About this task
Using the entries below, output each line exactly from the first through the one that contains "static GRAMMARS: Lazy<Result<GrammarSet, GrammarError>>".

**********

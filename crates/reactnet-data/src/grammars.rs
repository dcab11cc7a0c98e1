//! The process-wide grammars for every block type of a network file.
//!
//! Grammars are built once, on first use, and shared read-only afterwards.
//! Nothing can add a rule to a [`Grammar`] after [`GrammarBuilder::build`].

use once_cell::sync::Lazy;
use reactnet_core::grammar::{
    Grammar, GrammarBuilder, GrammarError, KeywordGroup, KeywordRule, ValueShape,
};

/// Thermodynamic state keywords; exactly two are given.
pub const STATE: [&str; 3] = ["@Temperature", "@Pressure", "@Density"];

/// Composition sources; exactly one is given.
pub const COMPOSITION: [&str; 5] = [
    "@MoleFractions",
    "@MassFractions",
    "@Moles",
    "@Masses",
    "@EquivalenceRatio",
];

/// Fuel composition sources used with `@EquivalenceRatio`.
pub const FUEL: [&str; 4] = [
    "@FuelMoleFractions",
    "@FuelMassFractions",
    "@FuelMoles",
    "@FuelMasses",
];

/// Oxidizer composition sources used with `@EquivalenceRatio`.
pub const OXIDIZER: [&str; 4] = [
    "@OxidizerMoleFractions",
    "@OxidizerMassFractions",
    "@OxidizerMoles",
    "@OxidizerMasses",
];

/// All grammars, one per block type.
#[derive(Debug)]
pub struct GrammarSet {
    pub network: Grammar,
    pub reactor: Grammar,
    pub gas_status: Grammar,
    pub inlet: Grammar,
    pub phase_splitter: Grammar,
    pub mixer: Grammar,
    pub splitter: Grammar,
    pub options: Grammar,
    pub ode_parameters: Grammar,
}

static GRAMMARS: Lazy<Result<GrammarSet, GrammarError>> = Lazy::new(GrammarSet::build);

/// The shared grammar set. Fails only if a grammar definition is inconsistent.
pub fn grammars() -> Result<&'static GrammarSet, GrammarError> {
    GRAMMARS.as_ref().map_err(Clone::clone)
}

**********

Reply
filename crates/reactnet-data/src/grammars.rs
repository dcab11cc7a0c98e1
//! The process-wide grammars for every block type of a network file.
//!
//! Grammars are built once, on first use, and shared read-only afterwards.
//! Nothing can add a rule to a [`Grammar`] after [`GrammarBuilder::build`].

use once_cell::sync::Lazy;
use reactnet_core::grammar::{
    Grammar, GrammarBuilder, GrammarError, KeywordGroup, KeywordRule, ValueShape,
};

/// Thermodynamic state keywords; exactly two are given.
pub const STATE: [&str; 3] = ["@Temperature", "@Pressure", "@Density"];

/// Composition sources; exactly one is given.
pub const COMPOSITION: [&str; 5] = [
    "@MoleFractions",
    "@MassFractions",
    "@Moles",
    "@Masses",
    "@EquivalenceRatio",
];

/// Fuel composition sources used with `@EquivalenceRatio`.
pub const FUEL: [&str; 4] = [
    "@FuelMoleFractions",
    "@FuelMassFractions",
    "@FuelMoles",
    "@FuelMasses",
];

/// Oxidizer composition sources used with `@EquivalenceRatio`.
pub const OXIDIZER: [&str; 4] = [
    "@OxidizerMoleFractions",
    "@OxidizerMassFractions",
    "@OxidizerMoles",
    "@OxidizerMasses",
];

/// All grammars, one per block type.
#[derive(Debug)]
pub struct GrammarSet {
    pub network: Grammar,
    pub reactor: Grammar,
    pub gas_status: Grammar,
    pub inlet: Grammar,
    pub phase_splitter: Grammar,
    pub mixer: Grammar,
    pub splitter: Grammar,
    pub options: Grammar,
    pub ode_parameters: Grammar,
}

static GRAMMARS: Lazy<Result<GrammarSet, GrammarError>> = Lazy::new(GrammarSet::build);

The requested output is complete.